Oh breathe thy influence o’er my soul, and teach
A language to its feelings! – hallowed Harp,
How shall I dare profane thee with my touch,
Genius and friendship o’er thee spread a charm
Sweeter than ev’n thy own mellifluous tone.
Come lingering Spring, ye gentle breezes come
And wake these magic strings, and whilst my Soul
Feels their soft cadence soothing every sense,
The ardent wish, the silent prayer shall rise,
That Heaven’s incircling presence may preserve
And whispering Angels soothe her every grief
Who with an Angel’s kindness softens mine.

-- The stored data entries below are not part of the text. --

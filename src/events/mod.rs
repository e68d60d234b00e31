//! Event schema: envelopes, event types, topics.
//!
//! The shared data contracts for every message in the subsystem. This module
//! is a leaf — every other component depends on it, it depends on nothing.
//!
//! ## Contents
//! - [`EventType`], [`TaskSnapshot`], [`Envelope`] — classification, payload, wrapper
//! - [`Topic`] — the two broker topics and their static event-type mapping

mod envelope;
mod topic;

pub use envelope::{Envelope, EventType, TaskSnapshot};
pub use topic::Topic;
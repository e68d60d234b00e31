//! Reference implementations of the external-capability ports.
//!
//! Only the in-memory backends live here; real deployments bind the ports to
//! their broker, scheduler and database of choice.

pub mod memory;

Text: STE 5/3; also Whelan, Nonconformist Women Writers, vol. 3, p. 162. Robert Bloomfield (1766-1823) left his father’s farm in Suffolk for London in 1781, where he was apprenticed to a shoemaker. His poem, The Farmer’s Boy (1800), a blend of neoclassic pastoralism and romantic love of nature, produced considerable popularity for the semi-educated Bloomfield. His fame continued with his next two collections of poems, Rural Tales, Ballads, and Songs (1802) and To the Banks of Wye (1811). During these years he began making his own distinctive version of the aeolian harp, named after the Greek god of the wind, Aeolus, for the ‘music’ produced by the wind as it blew across the harp’s strings stretched across two bridges on a sound board situated inside a wooden box.